◆ Information shown ◆

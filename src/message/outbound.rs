//! Outbound envelopes and their builders.
//!
//! Every envelope is a JSON object carrying `key`. On the wire it travels
//! as two parts: the key, then the whole object.
//!
//! # Example
//!
//! ```
//! use tfw_sdk::message::OutboundMessage;
//!
//! let msg = OutboundMessage::message_send("Welcome!");
//! assert_eq!(msg.key(), "message.send");
//! assert_eq!(msg.get("originator").unwrap(), "avataobot");
//! ```

use bytes::Bytes;
use serde_json::{Map, Value};

use super::keys;
use crate::codec::JsonCodec;
use crate::error::Result;
use crate::protocol::RawMessage;

/// Sender name attached to bot messages.
pub const ORIGINATOR: &str = "avataobot";

/// A message ready to be sent to the framework host.
#[derive(Debug, Clone, PartialEq)]
pub struct OutboundMessage {
    key: String,
    body: Map<String, Value>,
}

impl OutboundMessage {
    /// Create an envelope holding only `key`.
    pub fn new(key: impl Into<String>) -> Self {
        let key = key.into();
        let mut body = Map::new();
        body.insert("key".to_string(), Value::String(key.clone()));
        Self { key, body }
    }

    /// Add a field to the envelope.
    pub fn with(mut self, field: &str, value: impl Into<Value>) -> Self {
        self.body.insert(field.to_string(), value.into());
        self
    }

    /// Wrap an arbitrary payload without touching it.
    ///
    /// The routing key is taken from the payload's `key` string, or is empty.
    pub fn custom(payload: Map<String, Value>) -> Self {
        let key = payload
            .get("key")
            .and_then(Value::as_str)
            .unwrap_or_default()
            .to_string();
        Self { key, body: payload }
    }

    /// Get the routing key.
    #[inline]
    pub fn key(&self) -> &str {
        &self.key
    }

    /// Get the full JSON object.
    #[inline]
    pub fn body(&self) -> &Map<String, Value> {
        &self.body
    }

    /// Get a single field.
    pub fn get(&self, field: &str) -> Option<&Value> {
        self.body.get(field)
    }

    /// Convert into the JSON object.
    pub fn into_value(self) -> Value {
        Value::Object(self.body)
    }

    /// Encode as a two-part bus message.
    pub fn to_raw(&self) -> Result<RawMessage> {
        let body = JsonCodec::encode(&self.body)?;
        Ok(RawMessage::new(vec![
            Bytes::copy_from_slice(self.key.as_bytes()),
            Bytes::from(body),
        ]))
    }

    // ---- messaging ----

    /// `message.queue`: several bot messages shown one after another.
    pub fn message_queue<I, S>(messages: I) -> Self
    where
        I: IntoIterator<Item = S>,
        S: Into<String>,
    {
        let messages: Vec<Value> = messages
            .into_iter()
            .map(|m| {
                let mut entry = Map::new();
                entry.insert("message".to_string(), Value::String(m.into()));
                entry.insert("originator".to_string(), Value::String(ORIGINATOR.to_string()));
                Value::Object(entry)
            })
            .collect();

        Self::new(keys::MESSAGE_QUEUE).with("messages", messages)
    }

    /// `message.send`: a single bot message.
    pub fn message_send(message: impl Into<String>) -> Self {
        Self::new(keys::MESSAGE_SEND)
            .with("originator", ORIGINATOR)
            .with("message", message.into())
    }

    // ---- dashboard / webservice / terminal ----

    pub fn dashboard_layout(layout: impl Into<String>) -> Self {
        Self::new(keys::FRONTEND_DASHBOARD).with("layout", layout.into())
    }

    pub fn iframe_url(url: impl Into<String>) -> Self {
        Self::new(keys::FRONTEND_DASHBOARD).with("iframeUrl", url.into())
    }

    /// Hosts expect the flag as the text `"True"` / `"False"`.
    pub fn show_url_bar(value: bool) -> Self {
        let text = if value { "True" } else { "False" };
        Self::new(keys::FRONTEND_DASHBOARD).with("showUrlBar", text)
    }

    pub fn reload_iframe() -> Self {
        Self::new(keys::FRONTEND_RELOAD_IFRAME)
    }

    pub fn terminal_menu_item(item: impl Into<String>) -> Self {
        Self::new(keys::FRONTEND_DASHBOARD).with("terminalMenuItem", item.into())
    }

    pub fn terminal_write(content: impl Into<String>) -> Self {
        Self::new(keys::TERMINAL_WRITE).with("content", content.into())
    }

    pub fn console_write(content: impl Into<String>) -> Self {
        Self::new(keys::CONSOLE_WRITE).with("content", content.into())
    }

    // ---- IDE ----

    /// `ide.read`: select a file, optionally with the patterns of files to list.
    ///
    /// `patterns` is left out when `None` or empty.
    pub fn ide_read<S: AsRef<str>>(filename: impl Into<String>, patterns: Option<&[S]>) -> Self {
        let msg = Self::new(keys::IDE_READ).with("filename", filename.into());
        match patterns {
            Some(p) if !p.is_empty() => {
                let patterns: Vec<Value> =
                    p.iter().map(|s| Value::String(s.as_ref().to_string())).collect();
                msg.with("patterns", patterns)
            }
            _ => msg,
        }
    }

    pub fn show_deploy_button(value: bool) -> Self {
        Self::new(keys::FRONTEND_IDE).with("showDeployButton", value)
    }

    /// `deploy.finish`: reply to `deploy.start`. `error: true` only on failure.
    pub fn deploy_finish(success: bool) -> Self {
        let msg = Self::new(keys::DEPLOY_FINISH);
        if success {
            msg
        } else {
            msg.with("error", true)
        }
    }
}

◆ What is required ◆
Word for word, transcribe all of the material.

◆ Answer for this exercise ◆
filename src/message/outbound.rs
//! Outbound envelopes and their builders.
//!
//! Every envelope is a JSON object carrying `key`. On the wire it travels
//! as two parts: the key, then the whole object.
//!
//! # Example
//!
//! ```
//! use tfw_sdk::message::OutboundMessage;
//!
//! let msg = OutboundMessage::message_send("Welcome!");
//! assert_eq!(msg.key(), "message.send");
//! assert_eq!(msg.get("originator").unwrap(), "avataobot");
//! ```

use bytes::Bytes;
use serde_json::{Map, Value};

use super::keys;
use crate::codec::JsonCodec;
use crate::error::Result;
use crate::protocol::RawMessage;

/// Sender name attached to bot messages.
pub const ORIGINATOR: &str = "avataobot";

/// A message ready to be sent to the framework host.
#[derive(Debug, Clone, PartialEq)]
pub struct OutboundMessage {
    key: String,
    body: Map<String, Value>,
}

impl OutboundMessage {
    /// Create an envelope holding only `key`.
    pub fn new(key: impl Into<String>) -> Self {
        let key = key.into();
        let mut body = Map::new();
        body.insert("key".to_string(), Value::String(key.clone()));
        Self { key, body }
    }

    /// Add a field to the envelope.
    pub fn with(mut self, field: &str, value: impl Into<Value>) -> Self {
        self.body.insert(field.to_string(), value.into());
        self
    }

    /// Wrap an arbitrary payload without touching it.
    ///
    /// The routing key is taken from the payload's `key` string, or is empty.
    pub fn custom(payload: Map<String, Value>) -> Self {
        let key = payload
            .get("key")
            .and_then(Value::as_str)
            .unwrap_or_default()
            .to_string();
        Self { key, body: payload }
    }

    /// Get the routing key.
    #[inline]
    pub fn key(&self) -> &str {
        &self.key
    }

    /// Get the full JSON object.
    #[inline]
    pub fn body(&self) -> &Map<String, Value> {
        &self.body
    }

    /// Get a single field.
    pub fn get(&self, field: &str) -> Option<&Value> {
        self.body.get(field)
    }

    /// Convert into the JSON object.
    pub fn into_value(self) -> Value {
        Value::Object(self.body)
    }

    /// Encode as a two-part bus message.
    pub fn to_raw(&self) -> Result<RawMessage> {
        let body = JsonCodec::encode(&self.body)?;
        Ok(RawMessage::new(vec![
            Bytes::copy_from_slice(self.key.as_bytes()),
            Bytes::from(body),
        ]))
    }

    // ---- messaging ----

    /// `message.queue`: several bot messages shown one after another.
    pub fn message_queue<I, S>(messages: I) -> Self
    where
        I: IntoIterator<Item = S>,
        S: Into<String>,
    {
        let messages: Vec<Value> = messages
            .into_iter()
            .map(|m| {
                let mut entry = Map::new();
                entry.insert("message".to_string(), Value::String(m.into()));
                entry.insert("originator".to_string(), Value::String(ORIGINATOR.to_string()));
                Value::Object(entry)
            })
            .collect();

        Self::new(keys::MESSAGE_QUEUE).with("messages", messages)
    }

    /// `message.send`: a single bot message.
    pub fn message_send(message: impl Into<String>) -> Self {
        Self::new(keys::MESSAGE_SEND)
            .with("originator", ORIGINATOR)
            .with("message", message.into())
    }

    // ---- dashboard / webservice / terminal ----

    pub fn dashboard_layout(layout: impl Into<String>) -> Self {
        Self::new(keys::FRONTEND_DASHBOARD).with("layout", layout.into())
    }

    pub fn iframe_url(url: impl Into<String>) -> Self {
        Self::new(keys::FRONTEND_DASHBOARD).with("iframeUrl", url.into())
    }

    /// Hosts expect the flag as the text `"True"` / `"False"`.
    pub fn show_url_bar(value: bool) -> Self {
        let text = if value { "True" } else { "False" };
        Self::new(keys::FRONTEND_DASHBOARD).with("showUrlBar", text)
    }

    pub fn reload_iframe() -> Self {
        Self::new(keys::FRONTEND_RELOAD_IFRAME)
    }

    pub fn terminal_menu_item(item: impl Into<String>) -> Self {
        Self::new(keys::FRONTEND_DASHBOARD).with("terminalMenuItem", item.into())
    }

    pub fn terminal_write(content: impl Into<String>) -> Self {
        Self::new(keys::TERMINAL_WRITE).with("content", content.into())
    }

    pub fn console_write(content: impl Into<String>) -> Self {
        Self::new(keys::CONSOLE_WRITE).with("content", content.into())
    }

    // ---- IDE ----

    /// `ide.read`: select a file, optionally with the patterns of files to list.
    ///
    /// `patterns` is left out when `None` or empty.
    pub fn ide_read<S: AsRef<str>>(filename: impl Into<String>, patterns: Option<&[S]>) -> Self {
        let msg = Self::new(keys::IDE_READ).with("filename", filename.into());
        match patterns {
            Some(p) if !p.is_empty() => {
                let patterns: Vec<Value> =
                    p.iter().map(|s| Value::String(s.as_ref().to_string())).collect();
                msg.with("patterns", patterns)
            }
            _ => msg,
        }
    }

    pub fn show_deploy_button(value: bool) -> Self {
        Self::new(keys::FRONTEND_IDE).with("showDeployButton", value)
    }

    /// `deploy.finish`: reply to `deploy.start`. `error: true` only on failure.
    pub fn deploy_finish(success: bool) -> Self {
        let msg = Self::new(keys::DEPLOY_FINISH);
        if success {
            msg
        } else {
            msg.with("error", true)
        }
    }
}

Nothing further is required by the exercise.